▸ **The task**
Each line of the material that mentions the word "Copy" is to be copied.

▸ **Data shown**

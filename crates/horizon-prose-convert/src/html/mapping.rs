//! Mapping of attribute values to HTML.
//!
//! A mapper turns one attribute value into [`HtmlFragment`]s. The converter
//! gathers the fragments of every property of a style into a single
//! [`HtmlTag`]: element tags are nested in order and all declarations and
//! classes are collected into one innermost `<span>`.

use std::fmt;
use std::iter;
use std::sync::Arc;

use horizon_prose_text::{AttrValue, FontDef, FontFamily, attr};

use super::tag::{HtmlTag, TagFormatting};

/// One piece of the markup produced for an attribute value.
#[derive(Debug, Clone)]
pub enum HtmlFragment {
    /// An element wrapped around the text.
    Tag(HtmlTag),
    /// An inline CSS declaration such as `color: #ff0000`.
    Declaration(String),
    /// A CSS class reference.
    Class(String),
    /// Font properties the markup implies for nested content.
    Implies(FontDef),
}

/// What a mapper knows about its surroundings.
#[derive(Debug, Clone, Copy)]
pub struct MappingContext<'a> {
    /// Font properties already implied by enclosing markup.
    pub implied: &'a FontDef,
    /// Emit class references instead of inline declarations.
    pub use_css: bool,
    /// Default fonts of heading levels 1 to 6.
    pub heading_fonts: &'a [FontDef; 6],
}

/// The built-in attribute mappings.
#[derive(Debug, Clone, Copy, PartialEq, Eq)]
pub enum StandardHtmlMapping {
    /// A complete font as a class or as declarations.
    Font,
    FontFamily,
    FontSize,
    /// `<b>` for bold weights.
    FontWeight,
    /// `<i>` for italic styles.
    FontStyle,
    Color,
    BackgroundColor,
    /// `<u>`
    Underline,
    /// `<s>`
    LineThrough,
    /// `<h1>` to `<h6>`.
    Heading,
}

impl StandardHtmlMapping {
    /// The attribute key and mapping pairs installed by default.
    pub const DEFAULTS: [(&'static str, StandardHtmlMapping); 10] = [
        (attr::HEADING_LEVEL, Self::Heading),
        (attr::FONT, Self::Font),
        (attr::FONT_FAMILY, Self::FontFamily),
        (attr::FONT_SIZE, Self::FontSize),
        (attr::FONT_WEIGHT, Self::FontWeight),
        (attr::FONT_STYLE, Self::FontStyle),
        (attr::COLOR, Self::Color),
        (attr::BACKGROUND_COLOR, Self::BackgroundColor),
        (attr::UNDERLINE, Self::Underline),
        (attr::LINE_THROUGH, Self::LineThrough),
    ];

    /// The attribute key this mapping reads.
    pub fn key(self) -> &'static str {
        match self {
            Self::Font => attr::FONT,
            Self::FontFamily => attr::FONT_FAMILY,
            Self::FontSize => attr::FONT_SIZE,
            Self::FontWeight => attr::FONT_WEIGHT,
            Self::FontStyle => attr::FONT_STYLE,
            Self::Color => attr::COLOR,
            Self::BackgroundColor => attr::BACKGROUND_COLOR,
            Self::Underline => attr::UNDERLINE,
            Self::LineThrough => attr::LINE_THROUGH,
            Self::Heading => attr::HEADING_LEVEL,
        }
    }

    pub fn map(self, value: &AttrValue, context: &MappingContext<'_>) -> Vec<HtmlFragment> {
        match self {
            Self::Font => map_font(value, context),
            Self::FontFamily if context.use_css => map_family_class(value, context),
            Self::FontFamily | Self::FontSize | Self::Color => {
                declarations(self.key(), value, context)
            }
            Self::FontWeight => {
                element_or_declarations(self.key(), value, context, "b", |def| def.bold)
            }
            Self::FontStyle => {
                element_or_declarations(self.key(), value, context, "i", |def| def.italic)
            }
            Self::Underline => {
                element_or_declarations(self.key(), value, context, "u", |def| def.underline)
            }
            Self::LineThrough => {
                element_or_declarations(self.key(), value, context, "s", |def| def.strikethrough)
            }
            Self::BackgroundColor => match value.as_color() {
                Some(color) => vec![HtmlFragment::Declaration(format!(
                    "background-color: {}",
                    color.to_css_hex()
                ))],
                None => Vec::new(),
            },
            Self::Heading => map_heading(value, context),
        }
    }
}

fn font_delta(key: &str, value: &AttrValue, context: &MappingContext<'_>) -> FontDef {
    FontDef::from_attributes(iter::once((key, value))).without_implied(context.implied)
}

fn declarations(key: &str, value: &AttrValue, context: &MappingContext<'_>) -> Vec<HtmlFragment> {
    let delta = font_delta(key, value, context);
    if delta.is_empty() {
        return Vec::new();
    }
    let mut fragments: Vec<HtmlFragment> = delta
        .css_declarations()
        .into_iter()
        .map(HtmlFragment::Declaration)
        .collect();
    fragments.push(HtmlFragment::Implies(delta));
    fragments
}

/// `<name>` when the flag turns on, declarations when it turns off.
fn element_or_declarations(
    key: &str,
    value: &AttrValue,
    context: &MappingContext<'_>,
    name: &str,
    flag: fn(&FontDef) -> Option<bool>,
) -> Vec<HtmlFragment> {
    let delta = font_delta(key, value, context);
    match flag(&delta) {
        Some(true) => vec![
            HtmlFragment::Tag(HtmlTag::element(name, TagFormatting::Inline)),
            HtmlFragment::Implies(delta),
        ],
        Some(false) => declarations(key, value, context),
        None => Vec::new(),
    }
}

fn map_font(value: &AttrValue, context: &MappingContext<'_>) -> Vec<HtmlFragment> {
    let Some(font) = value.as_font() else {
        return Vec::new();
    };
    let def = FontDef::from_font(font);
    if context.use_css {
        return vec![
            HtmlFragment::Class(font.css_class()),
            HtmlFragment::Implies(def),
        ];
    }
    let delta = def.without_implied(context.implied);
    let mut fragments: Vec<HtmlFragment> = delta
        .css_declarations()
        .into_iter()
        .map(HtmlFragment::Declaration)
        .collect();
    fragments.push(HtmlFragment::Implies(def));
    fragments
}

fn map_family_class(value: &AttrValue, context: &MappingContext<'_>) -> Vec<HtmlFragment> {
    let delta = font_delta(attr::FONT_FAMILY, value, context);
    let Some(families) = &delta.families else {
        return Vec::new();
    };
    let classes = families
        .iter()
        .map(|family| HtmlFragment::Class(family_class(family)))
        .collect::<Vec<_>>();
    classes
        .into_iter()
        .chain(iter::once(HtmlFragment::Implies(delta)))
        .collect()
}

/// Class name for a font family, e.g. `font-family-fira_code`.
pub(crate) fn family_class(family: &FontFamily) -> String {
    let slug: String = family
        .to_string()
        .chars()
        .map(|c| {
            if c.is_ascii_alphanumeric() || c == '-' {
                c.to_ascii_lowercase()
            } else {
                '_'
            }
        })
        .collect();
    format!("font-family-{slug}")
}

fn map_heading(value: &AttrValue, context: &MappingContext<'_>) -> Vec<HtmlFragment> {
    let Some(level) = value.as_number() else {
        return Vec::new();
    };
    let level = (level.round() as i64).clamp(1, 6) as usize;
    vec![
        HtmlFragment::Tag(HtmlTag::element(
            &format!("h{level}"),
            TagFormatting::BreakAfterClose,
        )),
        HtmlFragment::Implies(context.heading_fonts[level - 1].clone()),
    ]
}

type CustomMapperFn = dyn Fn(&AttrValue, &MappingContext<'_>) -> Vec<HtmlFragment> + Send + Sync;

/// A mapper from an attribute value to HTML fragments.
#[derive(Clone)]
pub enum HtmlMapper {
    Standard(StandardHtmlMapping),
    Custom(Arc<CustomMapperFn>),
}

impl HtmlMapper {
    pub fn custom<F>(mapper: F) -> Self
    where
        F: Fn(&AttrValue, &MappingContext<'_>) -> Vec<HtmlFragment> + Send + Sync + 'static,
    {
        Self::Custom(Arc::new(mapper))
    }

    pub fn map(&self, value: &AttrValue, context: &MappingContext<'_>) -> Vec<HtmlFragment> {
        match self {
            Self::Standard(mapping) => mapping.map(value, context),
            Self::Custom(mapper) => mapper(value, context),
        }
    }
}

impl From<StandardHtmlMapping> for HtmlMapper {
    fn from(mapping: StandardHtmlMapping) -> Self {
        Self::Standard(mapping)
    }
}

impl fmt::Debug for HtmlMapper {
    fn fmt(&self, f: &mut fmt::Formatter<'_>) -> fmt::Result {
        match self {
            Self::Standard(mapping) => f.debug_tuple("Standard").field(mapping).finish(),
            Self::Custom(_) => f.write_str("Custom(..)"),
        }
    }
}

▸ **Result of the exercise**
#[derive(Debug, Clone, Copy)]
#[derive(Debug, Clone, Copy, PartialEq, Eq)]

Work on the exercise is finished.